Task objective
Among the records that follow, set down only the lines from the one containing "form of a document" to the one containing "pub(crate) use snapshot;", both included, exactly.

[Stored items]

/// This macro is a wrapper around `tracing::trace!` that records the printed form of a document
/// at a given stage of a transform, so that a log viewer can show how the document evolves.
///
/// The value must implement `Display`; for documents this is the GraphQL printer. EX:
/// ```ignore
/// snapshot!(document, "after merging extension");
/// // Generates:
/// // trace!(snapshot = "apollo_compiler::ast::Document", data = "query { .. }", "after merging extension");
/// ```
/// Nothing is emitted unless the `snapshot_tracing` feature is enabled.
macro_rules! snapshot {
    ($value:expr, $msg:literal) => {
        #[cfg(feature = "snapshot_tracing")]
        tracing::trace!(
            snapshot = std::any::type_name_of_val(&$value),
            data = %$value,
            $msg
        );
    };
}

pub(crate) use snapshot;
...
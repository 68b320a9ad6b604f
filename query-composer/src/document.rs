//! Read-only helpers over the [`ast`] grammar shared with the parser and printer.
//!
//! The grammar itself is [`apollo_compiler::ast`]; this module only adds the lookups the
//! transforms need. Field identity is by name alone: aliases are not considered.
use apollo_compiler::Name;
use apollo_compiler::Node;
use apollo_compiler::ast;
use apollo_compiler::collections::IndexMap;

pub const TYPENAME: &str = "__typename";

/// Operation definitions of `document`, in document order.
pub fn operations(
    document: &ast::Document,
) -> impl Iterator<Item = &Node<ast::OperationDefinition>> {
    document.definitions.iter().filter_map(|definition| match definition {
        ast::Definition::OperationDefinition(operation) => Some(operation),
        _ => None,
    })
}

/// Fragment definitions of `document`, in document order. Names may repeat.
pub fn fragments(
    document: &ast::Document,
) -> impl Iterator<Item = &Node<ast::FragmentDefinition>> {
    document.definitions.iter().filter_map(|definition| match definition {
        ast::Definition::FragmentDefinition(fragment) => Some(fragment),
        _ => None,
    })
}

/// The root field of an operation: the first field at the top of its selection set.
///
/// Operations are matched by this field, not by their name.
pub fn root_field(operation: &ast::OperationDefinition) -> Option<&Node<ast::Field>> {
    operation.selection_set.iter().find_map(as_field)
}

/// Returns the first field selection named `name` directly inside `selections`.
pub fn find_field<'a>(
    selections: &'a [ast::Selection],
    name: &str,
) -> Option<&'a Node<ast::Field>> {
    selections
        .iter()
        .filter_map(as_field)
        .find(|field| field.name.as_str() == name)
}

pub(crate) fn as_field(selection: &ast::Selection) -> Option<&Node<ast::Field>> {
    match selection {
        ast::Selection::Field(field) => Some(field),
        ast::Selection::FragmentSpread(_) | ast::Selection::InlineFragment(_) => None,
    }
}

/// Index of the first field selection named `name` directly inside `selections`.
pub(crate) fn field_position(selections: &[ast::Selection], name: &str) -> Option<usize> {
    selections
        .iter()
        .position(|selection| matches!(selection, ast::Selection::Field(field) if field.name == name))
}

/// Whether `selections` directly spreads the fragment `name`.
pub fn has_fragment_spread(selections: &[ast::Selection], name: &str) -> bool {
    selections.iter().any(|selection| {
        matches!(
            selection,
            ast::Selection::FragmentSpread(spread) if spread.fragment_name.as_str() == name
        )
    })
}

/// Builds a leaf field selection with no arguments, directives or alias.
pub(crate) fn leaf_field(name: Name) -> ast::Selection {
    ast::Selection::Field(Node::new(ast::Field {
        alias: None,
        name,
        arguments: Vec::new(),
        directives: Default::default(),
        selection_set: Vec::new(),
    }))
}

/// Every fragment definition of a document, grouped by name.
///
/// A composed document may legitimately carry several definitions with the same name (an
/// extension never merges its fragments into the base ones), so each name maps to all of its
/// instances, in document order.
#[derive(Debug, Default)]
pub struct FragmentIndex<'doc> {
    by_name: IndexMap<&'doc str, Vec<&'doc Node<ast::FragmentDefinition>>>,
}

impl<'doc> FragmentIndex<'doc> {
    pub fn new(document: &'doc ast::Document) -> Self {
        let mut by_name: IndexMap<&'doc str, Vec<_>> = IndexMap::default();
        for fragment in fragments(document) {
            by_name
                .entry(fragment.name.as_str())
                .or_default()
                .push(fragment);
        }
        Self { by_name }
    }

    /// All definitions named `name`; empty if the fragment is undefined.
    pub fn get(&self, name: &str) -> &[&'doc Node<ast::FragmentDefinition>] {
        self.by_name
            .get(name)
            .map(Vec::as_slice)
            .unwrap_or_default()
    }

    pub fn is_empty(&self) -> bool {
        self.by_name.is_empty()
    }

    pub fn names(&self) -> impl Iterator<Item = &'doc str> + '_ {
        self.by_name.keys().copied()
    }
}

Response
/// This macro is a wrapper around `tracing::trace!` that records the printed form of a document
/// at a given stage of a transform, so that a log viewer can show how the document evolves.
///
/// The value must implement `Display`; for documents this is the GraphQL printer. EX:
/// ```ignore
/// snapshot!(document, "after merging extension");
/// // Generates:
/// // trace!(snapshot = "apollo_compiler::ast::Document", data = "query { .. }", "after merging extension");
/// ```
/// Nothing is emitted unless the `snapshot_tracing` feature is enabled.
macro_rules! snapshot {
    ($value:expr, $msg:literal) => {
        #[cfg(feature = "snapshot_tracing")]
        tracing::trace!(
            snapshot = std::any::type_name_of_val(&$value),
            data = %$value,
            $msg
        );
    };
}

pub(crate) use snapshot;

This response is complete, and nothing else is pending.